But that just highlights the scale of the problem of so much market power being concentrated in the hands of a single adtech giant that has zero incentives to voluntarily report wholly transparent metrics about its true reach and power to influence the world’s 2 billion+ Facebook users.

Add to that, in a typical crisis PR response to multiple bad headlines last year, Facebook repeatedly sought to paint Kogan as a rogue actor — suggesting he was not at all a representative sample of the advertiser activity on its platform.

So, by the same token, any effort by Facebook to tar genuine research as similarly risky rightly deserves a robust rebuttal. The historical actions of one individual, albeit yes an academic, shouldn’t be used as an excuse to shut the door to a respected research community.

“The current API design puts huge constraints on researchers, rather than allowing them to discover what is really happening on the platform,” Mozilla argues, suggesting the various limitations imposed by Facebook — including search-rate limits — means it could take researchers “months” to evaluate ads in a particular region or on a certain topic.

Again, from Facebook’s point of view, there’s plenty to be gained by delaying the release of any more platform usage skeletons from its bulging historical data closet. (The “historical app audit” it announced with much fanfare last year continues to trickle along at a disclosure pace of its own choosing.)

The two areas where Facebook’s API is given a tentative thumbs up by Mozilla is in providing access to up-to-date and historical data (the seven-year availability of the data is badged “pretty good”); and for the API being accessible to and shareable with the general public (at least once they’ve gone through Facebook’s identity confirm process).

Though in both cases Mozilla also cautions it’s still possible that further blocking tactics might emerge — depending on how Facebook supports/constrains access going forward.

It does not look entirely coincidental that the criticism of Facebook’s API for being “inadequate” has landed on the same day that Facebook has pushed out publicity about opening access to a database of URLs its users have linked to since 2017 — which is being made available to a select group of academics.

In that case, 60 researchers, drawn from 30 institutions, who have been chosen by the U.S.’ Social Science Research Council.

Notably the Facebook-selected research data set entirely skips past the 2016 U.S. presidential election, when Russian election propaganda infamously targeted hundreds of millions of U.S. Facebook voters.

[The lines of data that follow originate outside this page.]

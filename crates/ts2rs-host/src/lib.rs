//! Declaration-level TypeScript host for ts2rs.
//!
//! This crate owns everything that touches the surface language:
//! - `scanner` - tokenizer for the declaration subset of TypeScript
//! - `ast` - owned syntax tree for declarations and type expressions
//! - `parser` - recursive-descent parser producing the AST
//! - `modules` - module specifier resolution (relative, `node_modules`,
//!   tsconfig `paths`)
//! - `project` - the module cache and the `TypeHost` implementation
//! - `types` - interned type handles and the `TypeHost` query trait
//!
//! The resolver consumes only the [`TypeHost`] trait; nothing downstream of
//! this crate sees a token or an AST node.

pub mod ast;
pub mod modules;
pub mod parser;
pub mod project;
pub mod scanner;
pub mod types;

pub use project::Project;
pub use types::{
    DeclId, DeclKind, EnumMember, EnumMemberValue, ModuleId, Property, PropertyNode, Symbol,
    TypeHost, TypeId,
};
//! Module specifier resolution.
//!
//! Handles the three specifier families a declaration project uses:
//! - relative (`./types`, `../shared/models`) against the importing file
//! - bare (`some-pkg`, `@scope/pkg`) through ancestor `node_modules`
//!   directories
//! - tsconfig `paths` patterns against `baseUrl`
//!
//! Resolution probes `.ts`, `.d.ts`, `/index.ts`, and `/index.d.ts` in that
//! order. File existence is checked through a caller-supplied predicate so
//! virtual overlay files participate exactly like on-disk ones.

use serde::Deserialize;
use std::path::{Component, Path, PathBuf};
use ts2rs_common::HostError;

const EXTENSIONS: &[&str] = &[".ts", ".d.ts"];
const INDEX_FILES: &[&str] = &["index.ts", "index.d.ts"];

/// Resolution settings extracted from a tsconfig-style project hint.
#[derive(Debug, Clone, Default)]
pub struct ResolutionConfig {
    pub base_url: Option<PathBuf>,
    /// `(pattern, targets)` pairs; a `*` in the pattern captures the rest.
    pub paths: Vec<(String, Vec<String>)>,
}

#[derive(Debug, Deserialize)]
#[serde(rename_all = "camelCase")]
struct TsConfigFile {
    #[serde(default)]
    compiler_options: TsConfigCompilerOptions,
}

#[derive(Debug, Default, Deserialize)]
#[serde(rename_all = "camelCase")]
struct TsConfigCompilerOptions {
    base_url: Option<String>,
    #[serde(default)]
    paths: std::collections::BTreeMap<String, Vec<String>>,
}

impl ResolutionConfig {
    /// Load `baseUrl` and `paths` from a tsconfig-style file.
    pub fn from_project_file(path: &Path) -> Result<ResolutionConfig, HostError> {
        let text = std::fs::read_to_string(path).map_err(|e| HostError::Io {
            path: path.to_path_buf(),
            message: e.to_string(),
        })?;
        let parsed: TsConfigFile = serde_json::from_str(&text).map_err(|e| HostError::Parse {
            path: path.to_path_buf(),
            line: e.line() as u32,
            message: e.to_string(),
        })?;
        let config_dir = path.parent().unwrap_or(Path::new(".")).to_path_buf();
        let base_url = parsed
            .compiler_options
            .base_url
            .map(|base| normalize_path(&config_dir.join(base)));
        Ok(ResolutionConfig {
            base_url,
            paths: parsed.compiler_options.paths.into_iter().collect(),
        })
    }
}

/// Resolve `specifier` as imported from `importer`. Returns the resolved
/// file path, or an error naming the specifier and the importing module.
pub fn resolve_specifier(
    specifier: &str,
    importer: &Path,
    config: &ResolutionConfig,
    exists: &dyn Fn(&Path) -> bool,
) -> Result<PathBuf, HostError> {
    let importer_dir = importer.parent().unwrap_or(Path::new("."));

    let resolved = if specifier.starts_with("./") || specifier.starts_with("../") {
        probe(&importer_dir.join(specifier), exists)
    } else {
        resolve_paths_mapping(specifier, config, exists)
            .or_else(|| resolve_node_modules(specifier, importer_dir, exists))
    };

    resolved.ok_or_else(|| HostError::ModuleNotFound {
        specifier: specifier.to_string(),
        from: importer.to_path_buf(),
    })
}

/// Try a candidate as written, with extensions, then as a directory.
fn probe(candidate: &Path, exists: &dyn Fn(&Path) -> bool) -> Option<PathBuf> {
    let candidate = normalize_path(candidate);
    let as_str = candidate.to_string_lossy();
    if as_str.ends_with(".ts") && exists(&candidate) {
        return Some(candidate);
    }
    for ext in EXTENSIONS {
        let with_ext = PathBuf::from(format!("{as_str}{ext}"));
        if exists(&with_ext) {
            return Some(with_ext);
        }
    }
    for index in INDEX_FILES {
        let index_path = candidate.join(index);
        if exists(&index_path) {
            return Some(index_path);
        }
    }
    None
}

/// tsconfig `paths`: the first pattern that matches wins; within it, the
/// first target that resolves wins.
fn resolve_paths_mapping(
    specifier: &str,
    config: &ResolutionConfig,
    exists: &dyn Fn(&Path) -> bool,
) -> Option<PathBuf> {
    let base = config.base_url.as_deref()?;
    for (pattern, targets) in &config.paths {
        let captured = match pattern.split_once('*') {
            Some((prefix, suffix)) => {
                let Some(rest) = specifier.strip_prefix(prefix) else {
                    continue;
                };
                let rest = rest.strip_suffix(suffix).unwrap_or(rest);
                Some(rest)
            }
            None if pattern == specifier => None,
            None => continue,
        };
        for target in targets {
            let substituted = match captured {
                Some(rest) => target.replacen('*', rest, 1),
                None => target.clone(),
            };
            if let Some(found) = probe(&base.join(substituted), exists) {
                return Some(found);
            }
        }
    }
    None
}

/// Walk ancestor directories probing `node_modules/<specifier>`.
fn resolve_node_modules(
    specifier: &str,
    importer_dir: &Path,
    exists: &dyn Fn(&Path) -> bool,
) -> Option<PathBuf> {
    let mut dir = Some(importer_dir);
    while let Some(current) = dir {
        let candidate = current.join("node_modules").join(specifier);
        if let Some(found) = probe(&candidate, exists) {
            return Some(found);
        }
        dir = current.parent();
    }
    None
}

/// Lexically normalize a path: drop `.` components and fold `..` into the
/// preceding component. Works for overlay paths that never touch the disk.
#[must_use]
pub fn normalize_path(path: &Path) -> PathBuf {
    let mut out = PathBuf::new();
    for component in path.components() {
        match component {
            Component::CurDir => {}
            Component::ParentDir => {
                if !out.pop() {
                    out.push("..");
                }
            }
            other => out.push(other.as_os_str()),
        }
    }
    out
}

/// Whether a module path belongs to an external package rather than the
/// user's own sources.
#[must_use]
pub fn is_external_path(path: &Path) -> bool {
    path.components()
        .any(|c| c.as_os_str() == "node_modules")
}
impl<'a> Emitter<'a> {
    fn new(options: &'a ConvertOptions) -> Emitter<'a> {
        Emitter {
            options,
            body: RustWriter::with_capacity(4096),
            emitted_names: Vec::new(),
            warnings: Vec::new(),
            pending: VecDeque::new(),
            taken_names: FxHashSet::default(),
            needs_serde: false,
            needs_serde_repr: false,
            needs_value: false,
            needs_hash_map: false,
            needs_hash_set: false,
        }
    }

    fn finish(self) -> EmitResult {
        let mut out = RustWriter::with_capacity(4096);
        out.write_line(BANNER);
        if let Some(header) = &self.options.custom_header {
            out.blank_line();
            out.write_line(header.trim_end_matches('\n'));
        }

        let mut imports: Vec<String> = Vec::new();
        if self.needs_serde {
            imports.push("use serde::{Deserialize, Serialize};".to_string());
        }
        if self.needs_value {
            imports.push("use serde_json::Value;".to_string());
        }
        if self.needs_serde_repr {
            imports.push("use serde_repr::{Deserialize_repr, Serialize_repr};".to_string());
        }
        match (self.needs_hash_map, self.needs_hash_set) {
            (true, true) => {
                imports.push("use std::collections::{HashMap, HashSet};".to_string())
            }
            (true, false) => imports.push("use std::collections::HashMap;".to_string()),
            (false, true) => imports.push("use std::collections::HashSet;".to_string()),
            (false, false) => {}
        }
        if !imports.is_empty() {
            out.blank_line();
            for import in imports {
                out.write_line(&import);
            }
        }

        if !self.body.is_empty() {
            out.blank_line();
            out.write(self.body.finish().trim_start_matches('\n'));
        }
        if let Some(footer) = &self.options.custom_footer {
            out.blank_line();
            out.write_line(footer.trim_end_matches('\n'));
        }
        EmitResult {
            text: out.finish(),
            emitted_names: self.emitted_names,
            warnings: self.warnings,
        }
    }

    fn emit_collected(&mut self, ty: &CollectedType) {
        match ty {
            CollectedType::Struct(s) => self.emit_struct(s),
            CollectedType::Enum(e) => self.emit_enum(e),
            CollectedType::Union(u) => self.emit_union(u),
            CollectedType::TypeAlias(a) => self.emit_alias(a),
        }
    }

    // =====================================================================
    // Structs
    // =====================================================================

    fn emit_struct(&mut self, s: &Struct) {
        self.emit_struct_decl(&s.name, &s.fields, s.documentation.as_deref());
    }

    fn emit_struct_decl(&mut self, name: &str, fields: &[Field], doc: Option<&str>) {
        self.body.blank_line();
        self.write_doc(doc);
        self.write_type_attrs();
        self.needs_serde = true;
        self.body
            .write_line("#[derive(Debug, Clone, PartialEq, Serialize, Deserialize)]");
        self.body.write_line("#[serde(rename_all = \"camelCase\")]");
        if fields.is_empty() {
            self.body.write_line(&format!("pub struct {name} {{}}"));
        } else {
            self.body.write_line(&format!("pub struct {name} {{"));
            self.body.indent();
            for field in fields {
                self.emit_field(name, field, true);
            }
            self.body.dedent();
            self.body.write_line("}");
        }
        self.emitted_names.push(name.to_string());
    }

    fn emit_field(&mut self, owner: &str, field: &Field, public: bool) {
        self.write_doc(field.documentation.as_deref());

        // Field annotations from custom mappings of any referenced name.
        for mapped in referenced_mapped_names(&field.ty, self.options) {
            if let Some(mapping) = self.options.custom_type_mappings.get(&mapped) {
                for annotation in mapping.field_annotations() {
                    self.body.write_line(annotation);
                }
            }
        }

        let (ident, needs_rename) = case::field_identifier(&field.name);
        let mut serde_parts: Vec<String> = Vec::new();
        if needs_rename {
            serde_parts.push(format!("rename = \"{}\"", field.name));
        }
        let rendered = self.render_type(&field.ty, &hoist_hint(owner, &field.name));
        if field.ty.is_option() {
            serde_parts.push("skip_serializing_if = \"Option::is_none\"".to_string());
        }
        if !serde_parts.is_empty() {
            self.body
                .write_line(&format!("#[serde({})]", serde_parts.join(", ")));
        }
        let prefix = if public { "pub " } else { "" };
        self.body
            .write_line(&format!("{prefix}{ident}: {rendered},"));
    }

    // =====================================================================
    // Enums
    // =====================================================================

    fn emit_enum(&mut self, e: &Enum) {
        self.body.blank_line();
        self.write_doc(e.documentation.as_deref());
        self.write_type_attrs();
        if e.is_string_enum {
            self.needs_serde = true;
            self.body
                .write_line("#[derive(Debug, Clone, PartialEq, Serialize, Deserialize)]");
            self.body.write_line(&format!("pub enum {} {{", e.name));
            self.body.indent();
            for variant in &e.variants {
                self.write_doc(variant.documentation.as_deref());
                let wire = match &variant.value {
                    Some(EnumValue::String(s)) => s.clone(),
                    Some(EnumValue::Number(n)) => n.to_string(),
                    None => variant.name.clone(),
                };
                self.body.write_line(&format!("#[serde(rename = \"{wire}\")]"));
                self.body.write_line(&format!("{},", variant.name));
            }
            self.body.dedent();
            self.body.write_line("}");
        } else {
            self.needs_serde_repr = true;
            self.body
                .write_line("#[derive(Debug, Clone, PartialEq, Serialize_repr, Deserialize_repr)]");
            self.body.write_line("#[repr(i64)]");
            self.body.write_line(&format!("pub enum {} {{", e.name));
            self.body.indent();
            for variant in &e.variants {
                self.write_doc(variant.documentation.as_deref());
                match &variant.value {
                    Some(EnumValue::Number(n)) => {
                        self.body.write_line(&format!("{} = {n},", variant.name));
                    }
                    _ => self.body.write_line(&format!("{},", variant.name)),
                }
            }
            self.body.dedent();
            self.body.write_line("}");
        }
        self.emitted_names.push(e.name.clone());
    }

    // =====================================================================
    // Unions
    // =====================================================================

    fn emit_union(&mut self, u: &Union) {
        self.body.blank_line();
        self.write_doc(u.documentation.as_deref());
        self.write_type_attrs();
        self.needs_serde = true;
        self.body
            .write_line("#[derive(Debug, Clone, PartialEq, Serialize, Deserialize)]");

        // Internal tagging round-trips only string tags; numeric and
        // boolean discriminators keep their field and emit untagged.
        let string_tagged = u.discriminator.is_some()
            && u.variants.iter().all(|v| {
                matches!(
                    v.discriminator_value,
                    Some(LiteralValue::String(_)) | None
                )
            });
        if string_tagged {
            let tag = u.discriminator.as_deref().unwrap_or_default();
            self.body.write_line(&format!("#[serde(tag = \"{tag}\")]"));
        } else {
            self.body.write_line("#[serde(untagged)]");
        }

        self.body.write_line(&format!("pub enum {} {{", u.name));
        self.body.indent();
        for variant in &u.variants {
            self.emit_union_variant(&u.name, variant, string_tagged);
        }
        self.body.dedent();
        self.body.write_line("}");
        self.emitted_names.push(u.name.clone());
    }

    fn emit_union_variant(&mut self, owner: &str, variant: &UnionVariant, string_tagged: bool) {
        let mut serde_parts: Vec<String> = Vec::new();
        if string_tagged {
            if let Some(LiteralValue::String(value)) = &variant.discriminator_value {
                if value != &variant.name {
                    serde_parts.push(format!("rename = \"{value}\""));
                }
            }
        }
        match &variant.ty {
            None => {
                if !serde_parts.is_empty() {
                    self.body
                        .write_line(&format!("#[serde({})]", serde_parts.join(", ")));
                }
                self.body.write_line(&format!("{},", variant.name));
            }
            Some(ResolvedType::AnonymousStruct(fields)) => {
                serde_parts.push("rename_all = \"camelCase\"".to_string());
                self.body
                    .write_line(&format!("#[serde({})]", serde_parts.join(", ")));
                self.body.write_line(&format!("{} {{", variant.name));
                self.body.indent();
                for field in fields {
                    self.emit_field(&hoist_hint(owner, &variant.name), field, false);
                }
                self.body.dedent();
                self.body.write_line("},");
            }
            Some(ty) => {
                if !serde_parts.is_empty() {
                    self.body
                        .write_line(&format!("#[serde({})]", serde_parts.join(", ")));
                }
                let rendered = self.render_type(ty, &hoist_hint(owner, &variant.name));
                self.body
                    .write_line(&format!("{}({rendered}),", variant.name));
            }
        }
    }

    // =====================================================================
    // Aliases
    // =====================================================================

    fn emit_alias(&mut self, alias: &TypeAlias) {
        self.body.blank_line();
        self.write_doc(alias.documentation.as_deref());
        let rendered = self.render_type(&alias.aliased, &alias.name);
        self.body
            .write_line(&format!("pub type {} = {rendered};", alias.name));
        self.emitted_names.push(alias.name.clone());
    }

    // =====================================================================
    // Types
    // =====================================================================

    fn render_type(&mut self, ty: &ResolvedType, hint: &str) -> String {
        match ty {
            ResolvedType::Primitive(Primitive::String) => "String".to_string(),
            ResolvedType::Primitive(Primitive::Number) => "f64".to_string(),
            ResolvedType::Primitive(Primitive::Boolean) => "bool".to_string(),
            // Stripped or wrapped before these reach the emitter.
            ResolvedType::Primitive(Primitive::Null | Primitive::Undefined) => {
                self.needs_value = true;
                "Value".to_string()
            }
            ResolvedType::Array(element) => {
                format!("Vec<{}>", self.render_type(element, hint))
            }
            ResolvedType::Tuple(elements) => {
                let rendered: Vec<String> = elements
                    .iter()
                    .map(|e| self.render_type(e, hint))
                    .collect();
                match rendered.len() {
                    0 => "()".to_string(),
                    1 => format!("({},)", rendered[0]),
                    _ => format!("({})", rendered.join(", ")),
                }
            }
            ResolvedType::Record(key, value) | ResolvedType::Map(key, value) => {
                self.needs_hash_map = true;
                let key = self.render_map_key(key, hint);
                let value = self.render_type(value, hint);
                format!("HashMap<{key}, {value}>")
            }
            ResolvedType::Set(element) => {
                self.needs_hash_set = true;
                format!("HashSet<{}>", self.render_type(element, hint))
            }
            ResolvedType::Option(inner) => {
                format!("Option<{}>", self.render_type(inner, hint))
            }
            ResolvedType::Box(inner) => {
                format!("Box<{}>", self.render_type(inner, hint))
            }
            ResolvedType::Literal(LiteralValue::String(_)) => "String".to_string(),
            ResolvedType::Literal(LiteralValue::Number(_)) => "f64".to_string(),
            ResolvedType::Literal(LiteralValue::Boolean(_)) => "bool".to_string(),
            ResolvedType::JsonValue | ResolvedType::TypeParameter(_) => {
                self.needs_value = true;
                "Value".to_string()
            }
            ResolvedType::StructRef(name) => match self.options.custom_type_mappings.get(name) {
                Some(mapping) => mapping.rust_type().to_string(),
                None => name.clone(),
            },
            ResolvedType::AnonymousStruct(fields) => self.hoist_anonymous(hint, fields),
        }
    }

    /// JSON object keys are strings on the wire; numeric keys round-trip
    /// through serde's integer key handling.
    fn render_map_key(&mut self, key: &ResolvedType, hint: &str) -> String {
        match key {
            ResolvedType::Primitive(Primitive::Number)
            | ResolvedType::Literal(LiteralValue::Number(_)) => "i64".to_string(),
            ResolvedType::Primitive(Primitive::String)
            | ResolvedType::Literal(LiteralValue::String(_)) => "String".to_string(),
            ResolvedType::StructRef(_) => self.render_type(key, hint),
            _ => "String".to_string(),
        }
    }

    /// Queue an anonymous struct for hoisting and return its synthesized
    /// name. Each occurrence hoists separately; nothing is deduplicated.
    fn hoist_anonymous(&mut self, hint: &str, fields: &[Field]) -> String {
        let base = if hint.is_empty() { "Anonymous" } else { hint };
        let mut name = base.to_string();
        let mut counter = 2;
        while !self.taken_names.insert(name.clone()) {
            name = format!("{base}{counter}");
            counter += 1;
        }
        self.pending.push_back((name.clone(), fields.to_vec()));
        name
    }

    // =====================================================================
    // Shared pieces
    // =====================================================================

    fn write_doc(&mut self, doc: Option<&str>) {
        if let Some(doc) = doc {
            for line in doc.lines() {
                if line.is_empty() {
                    self.body.write_line("///");
                } else {
                    self.body.write_line(&format!("/// {line}"));
                }
            }
        }
    }

    fn write_type_attrs(&mut self) {
        for annotation in &self.options.custom_type_annotations {
            self.body.write_line(annotation);
        }
    }
}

The U.K.’s 2016 Brexit vote is also not covered by the January 2017 onwards scope of the data set.

Facebook does say it is “committed to advancing this important initiative,” suggesting it could expand the scope of the data set and/or who can access it at some unspecified future time.

It also claims “privacy and security” considerations are holding up efforts to release research data quicker.

“We understand many stakeholders are eager for data to be made available as quickly as possible,” it writes. “While we remain committed to advancing this important initiative, Facebook is also committed to taking the time necessary to incorporate the highest privacy protections and build a data infrastructure that provides data in a secure manner.”

In Europe, Facebook committed itself to supporting good faith, public interest research when it signed up to the European Commission’s Code of Practice on disinformation last year.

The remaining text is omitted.